Arti kode itu mudah dipahami. ‘cuaca cerah’ untuk suasana normal –dalam arti Pak Gub sedang dalam keadaan biasa-biasa saja -, ‘mendung’ artinya Pak Gub sedang dalam keadaan ‘tidak berkenan’  dan ‘hujan badai penuh guntur’ artinya Pak Gub sedang marah besar! Nah, para pejabat itu tinggal memilih ‘resiko’ yang akan di hadapi apabila menghadap. Akan tetapi kalau Pak Gubernur yang berkenan memanggil, maka tidak ada pilihan bagi yang dipanggil. Cerah, mendung atau pun hujan badai harus dijalani. Sebagai orang yang ber’shio’ macan -apa lagi termasuk kategori macan api- Pak Pardjo memang sangat “nggenggirisi” (sangat menakutkan)  jika dalam keadaan ‘hujan badai’. Saya pernah menyaksikan beliau marah besar, sampai melemparkan berkas-berkas surat yang ada di hadapan beliau.
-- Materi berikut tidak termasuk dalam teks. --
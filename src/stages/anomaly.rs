//! Z-score anomaly detection tap
//!
//! Each value is scored against the history of values seen before it:
//!
//! ```text
//! z = |value - mean(history)| / std_dev(history)
//! anomaly  <=>  history.len() >= min_history && 0 < std_dev < inf && z > threshold
//! ```
//!
//! The value is appended to the history after scoring. A flat history
//! (std_dev == 0) never flags anything. The stage never drops an item on the
//! happy path. Non-finite values are the exception: they are rejected as a
//! stage fault so the history stays clean.

use async_trait::async_trait;
use tracing::debug;

use super::{Stage, StageCore, StageFault, StageKind, StageStats};
use crate::config::defaults::{
    DEFAULT_ANOMALY_HISTORY, DEFAULT_ANOMALY_MIN_HISTORY, DEFAULT_ANOMALY_THRESHOLD,
};
use crate::config::AnomalyConfig;
use crate::stats::RollingWindow;
use crate::types::{AnomalyReport, Event, PipelineItem};

pub struct AnomalyDetector {
    core: StageCore,
    history: RollingWindow<f64>,
    threshold: f64,
    min_history: usize,
    anomalies: u64,
}

impl AnomalyDetector {
    /// Detector with the default warm-up length.
    pub fn new(threshold: f64, history_size: usize) -> Self {
        Self::with_config(&AnomalyConfig {
            threshold,
            history_size,
            min_history: DEFAULT_ANOMALY_MIN_HISTORY.min(history_size),
        })
    }

    pub fn with_config(cfg: &AnomalyConfig) -> Self {
        Self {
            core: StageCore::new("anomaly_detector", StageKind::AnomalyDetect),
            history: RollingWindow::new(cfg.history_size),
            threshold: cfg.threshold,
            min_history: cfg.min_history.max(1),
            anomalies: 0,
        }
    }

    pub fn anomalies(&self) -> u64 {
        self.anomalies
    }

    /// Anomalies as a percentage of processed items; 0 before any input.
    pub fn anomaly_rate(&self) -> f64 {
        let processed = self.core.processed();
        if processed == 0 {
            0.0
        } else {
            self.anomalies as f64 / processed as f64 * 100.0
        }
    }

    /// Raw history, oldest first.
    pub fn history(&self) -> impl Iterator<Item = f64> + '_ {
        self.history.iter().copied()
    }
}

impl Default for AnomalyDetector {
    fn default() -> Self {
        Self::with_config(&AnomalyConfig {
            threshold: DEFAULT_ANOMALY_THRESHOLD,
            history_size: DEFAULT_ANOMALY_HISTORY,
            min_history: DEFAULT_ANOMALY_MIN_HISTORY,
        })
    }
}

#[async_trait]
impl Stage for AnomalyDetector {
    fn core(&self) -> &StageCore {
        &self.core
    }

    fn core_mut(&mut self) -> &mut StageCore {
        &mut self.core
    }

    async fn handle(&mut self, item: PipelineItem) -> Result<Option<PipelineItem>, StageFault> {
        let obs = StageFault::expect_observation(item)?;
        let obs = StageFault::require_finite(obs)?;

        let baseline = if self.history.len() >= self.min_history {
            self.history.statistics()
        } else {
            None
        };
        self.history.push(obs.value);

        if let Some(stats) = baseline {
            if stats.std_dev > 0.0 && stats.std_dev.is_finite() {
                let z_score = (obs.value - stats.mean).abs() / stats.std_dev;
                if z_score > self.threshold {
                    self.anomalies += 1;
                    debug!(
                        id = %obs.id,
                        value = obs.value,
                        z_score,
                        mean = stats.mean,
                        std_dev = stats.std_dev,
                        "[AnomalyDetector] Anomaly flagged"
                    );
                    self.core.emit(&Event::Anomaly(AnomalyReport {
                        observation: obs.clone(),
                        stats,
                        z_score,
                        threshold: self.threshold,
                    }));
                }
            }
        }

        let item = PipelineItem::Observation(obs);
        self.core.emit(&Event::Data(item.clone()));
        Ok(Some(item))
    }

    fn stats(&self) -> StageStats {
        StageStats {
            anomalies: Some(self.anomalies),
            anomaly_rate: Some(self.anomaly_rate()),
            ..self.core.snapshot()
        }
    }
}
Tapi pada dasarnya beliau adalah bukan seorang pendendam. Meski marah besar, tak sampai lima menit kemudian biasanya beliau sudah dapat menguasai diri dan bertindak biasa lagi. Seakan-akan tidak pernah terjadi sesuatu sebelumnya! Inilah salah satu keistimewaan beliau. Jika ada -pejabat bawahan beliau-  yang melakukan kesalahan dan yang bersangkutan segera menyadari kesalahannya dan memohon maaf, Pak Pardjo akan cepat sekali ‘luluh’ dan membuka pintu maaf lebar-lebar. Disinilah terlihat sikap kebapakannya yang sangat menonjol. Jauh sebelum era keterbukaan didengung-dengungkan, Pak Pardjo sudah terkenal dengan sifatnya yang selalu terbuka dan dengan senang hati menerima masukan dari para pejabat dan bawahan yang jadi staf beliau.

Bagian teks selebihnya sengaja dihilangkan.